About the Bicos Lacres—does the lacre mean lacquer or sealing wax? If not, what? You did say "rose red spot" and "baked bean" not "jelly bean"—and I don’t care, I want to use your original words. Don’t care if they’re originally from Africa or Australia—I want to place them in Brazil. But I will go up to the Bronx Zoo (where they have a splendid bird pavilion with everything in the world in it and meet the little wonders personally. I was up there with Margaret Marshall and Alice Morris about six weeks ago. Zamesie and Ranee, the lioness and tigress that I once wrote a poem about, are gone. I saw in another cage an old lioness that looked like Zambesie—but all alone– I must find that Donald Hall anthol. with a poem dedicated to you—it’s probably the Penguin (English) one—no I’m not in that, but I’ll send it to you when I get it so you can see who else is "using you" (besides me and Howard – I’d never be able to do as well as he did in his poem to you.) Darn it, I’m sorry to hear you’re not one of Mary’s group—I don’t want to read it much, now—but will, since I’ve got it on reserve at the library—but it hasn’t come through yet.

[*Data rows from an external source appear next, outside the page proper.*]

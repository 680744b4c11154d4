//! Rule-based gesture classification
//!
//! A first-match priority chain over the 21 hand keypoints. Rules only look
//! at relative positions (tip vs. MCP vs. wrist), so the result does not
//! depend on the frame resolution. Image y grows downward: `tip.y < mcp.y`
//! means the finger points up from its knuckle.

use thiserror::Error;

use super::geometry::dist;
use super::gesture::GestureLabel;
use super::landmarks::{
    KeypointSet, Point, FINGERS, INDEX_MCP, INDEX_TIP, MIDDLE_MCP, MIDDLE_TIP, PINKY_MCP,
    PINKY_TIP, RING_MCP, RING_TIP, THUMB_MCP, THUMB_TIP, WRIST,
};

// ============================================================================
// THRESHOLDS
// ============================================================================

/// Victory: tip-to-tip gap of index/middle must exceed this × their MCP gap
pub const VICTORY_SPREAD_RATIO: f32 = 1.3;

/// Closed fist: every tip-to-wrist distance must stay under this × MCP-to-wrist
pub const FIST_REACH_RATIO: f32 = 1.2;

/// Pointing/rock: a finger is folded when tip-to-MCP < this × MCP-to-wrist
pub const CURL_RATIO: f32 = 0.3;

#[derive(Debug, Clone, PartialEq, Error)]
pub enum ConfigError {
    #[error("{name} must be a positive finite number, got {value}")]
    InvalidRatio { name: &'static str, value: f32 },
    #[error("debounce window must be a positive finite number of milliseconds, got {0}")]
    InvalidWindow(f64),
}

/// Tunable tolerances for the rule chain
#[derive(Clone, Copy, Debug, PartialEq)]
pub struct GestureThresholds {
    pub victory_spread: f32,
    pub fist_reach: f32,
    pub curl: f32,
}

impl Default for GestureThresholds {
    fn default() -> Self {
        Self {
            victory_spread: VICTORY_SPREAD_RATIO,
            fist_reach: FIST_REACH_RATIO,
            curl: CURL_RATIO,
        }
    }
}

impl GestureThresholds {
    pub fn validate(&self) -> Result<(), ConfigError> {
        let ratios = [
            ("victory_spread", self.victory_spread),
            ("fist_reach", self.fist_reach),
            ("curl", self.curl),
        ];
        for (name, value) in ratios {
            if !value.is_finite() || value <= 0.0 {
                return Err(ConfigError::InvalidRatio { name, value });
            }
        }
        Ok(())
    }
}

// ============================================================================
// CLASSIFICATION
// ============================================================================

/// Classify with the default thresholds
pub fn classify(hand: &KeypointSet) -> GestureLabel {
    classify_with(hand, &GestureThresholds::default())
}

/// Total entry point: absent or short input yields `GestureLabel::None`
pub fn classify_points(points: Option<&[Point]>) -> GestureLabel {
    points
        .and_then(|p| KeypointSet::from_points(p).ok())
        .map_or(GestureLabel::None, |hand| classify(&hand))
}

/// First matching rule wins; order matters
pub fn classify_with(hand: &KeypointSet, t: &GestureThresholds) -> GestureLabel {
    if is_thumbs_up(hand) {
        GestureLabel::ThumbsUp
    } else if is_thumbs_down(hand) {
        GestureLabel::ThumbsDown
    } else if is_victory(hand, t) {
        GestureLabel::Victory
    } else if is_open_palm(hand) {
        GestureLabel::OpenPalm
    } else if is_closed_fist(hand, t) {
        GestureLabel::ClosedFist
    } else if is_pointing(hand, t) {
        GestureLabel::Pointing
    } else if is_rock(hand, t) {
        GestureLabel::Rock
    } else {
        GestureLabel::None
    }
}

// ============================================================================
// FINGER PREDICATES
// ============================================================================

#[inline]
fn extended(hand: &KeypointSet, tip: usize, mcp: usize) -> bool {
    hand[tip].y < hand[mcp].y
}

#[inline]
fn hanging(hand: &KeypointSet, tip: usize, mcp: usize) -> bool {
    hand[tip].y > hand[mcp].y
}

/// Tip folded back onto its knuckle, relative to the knuckle's reach
#[inline]
fn folded(hand: &KeypointSet, tip: usize, mcp: usize, t: &GestureThresholds) -> bool {
    dist(hand[tip], hand[mcp]) < dist(hand[mcp], hand[WRIST]) * t.curl
}

// ============================================================================
// RULES
// ============================================================================

fn is_thumbs_up(hand: &KeypointSet) -> bool {
    let thumb = hand[THUMB_TIP];
    thumb.y < hand[WRIST].y && FINGERS.iter().all(|&(tip, _)| hand[tip].y > thumb.y)
}

fn is_thumbs_down(hand: &KeypointSet) -> bool {
    let thumb = hand[THUMB_TIP];
    thumb.y > hand[WRIST].y && FINGERS.iter().all(|&(tip, _)| thumb.y > hand[tip].y)
}

fn is_victory(hand: &KeypointSet, t: &GestureThresholds) -> bool {
    extended(hand, INDEX_TIP, INDEX_MCP)
        && extended(hand, MIDDLE_TIP, MIDDLE_MCP)
        && hanging(hand, RING_TIP, RING_MCP)
        && hanging(hand, PINKY_TIP, PINKY_MCP)
        && dist(hand[INDEX_TIP], hand[MIDDLE_TIP])
            > dist(hand[INDEX_MCP], hand[MIDDLE_MCP]) * t.victory_spread
}

fn is_open_palm(hand: &KeypointSet) -> bool {
    FINGERS.iter().all(|&(tip, mcp)| extended(hand, tip, mcp))
        && hand[THUMB_TIP].x < hand[THUMB_MCP].x
}

fn is_closed_fist(hand: &KeypointSet, t: &GestureThresholds) -> bool {
    let wrist = hand[WRIST];
    FINGERS
        .iter()
        .all(|&(tip, mcp)| dist(hand[tip], wrist) < dist(hand[mcp], wrist) * t.fist_reach)
}

// Pinky must be folded too, otherwise the rock rule below is unreachable
fn is_pointing(hand: &KeypointSet, t: &GestureThresholds) -> bool {
    extended(hand, INDEX_TIP, INDEX_MCP)
        && folded(hand, MIDDLE_TIP, MIDDLE_MCP, t)
        && folded(hand, RING_TIP, RING_MCP, t)
        && folded(hand, PINKY_TIP, PINKY_MCP, t)
}

fn is_rock(hand: &KeypointSet, t: &GestureThresholds) -> bool {
    extended(hand, INDEX_TIP, INDEX_MCP)
        && folded(hand, MIDDLE_TIP, MIDDLE_MCP, t)
        && folded(hand, RING_TIP, RING_MCP, t)
        && extended(hand, PINKY_TIP, PINKY_MCP)
}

Did you have the Governor to dinner—and did it go off all right? (I guess that’s old stuff by now.)

I’m sorry I discarded the LIFE with Lowell’s picture—but am sending you some other "findings": MM’s little article in The Writer’s Digest, of all places, and new poem of hers in NY Review of Books, which you may already have seen—but isn’t it wonderful? I love "or freak/calico-Greek." But I don’t agree with her argument—"Nothin mundane is divine"—having just written a long poem (well, not just about 2 months ago) called "Gods. Children." And am sending you Ned Rorem’s piece on Cocteau from "The Village Voice"—which I like very much—do you? What is the background of Cocteau’s drawing with your name on it? Particularly puzzing is the date on it—1963 (?) I’m immensely curious about this. And final exhibit is review in verse of MODERN POETS (also from NY Review, so you may have seen it)—clever. Did I tell you how I hate what they did to me in that anthology—with a silly biog. that makes me ridiculously younger than I am?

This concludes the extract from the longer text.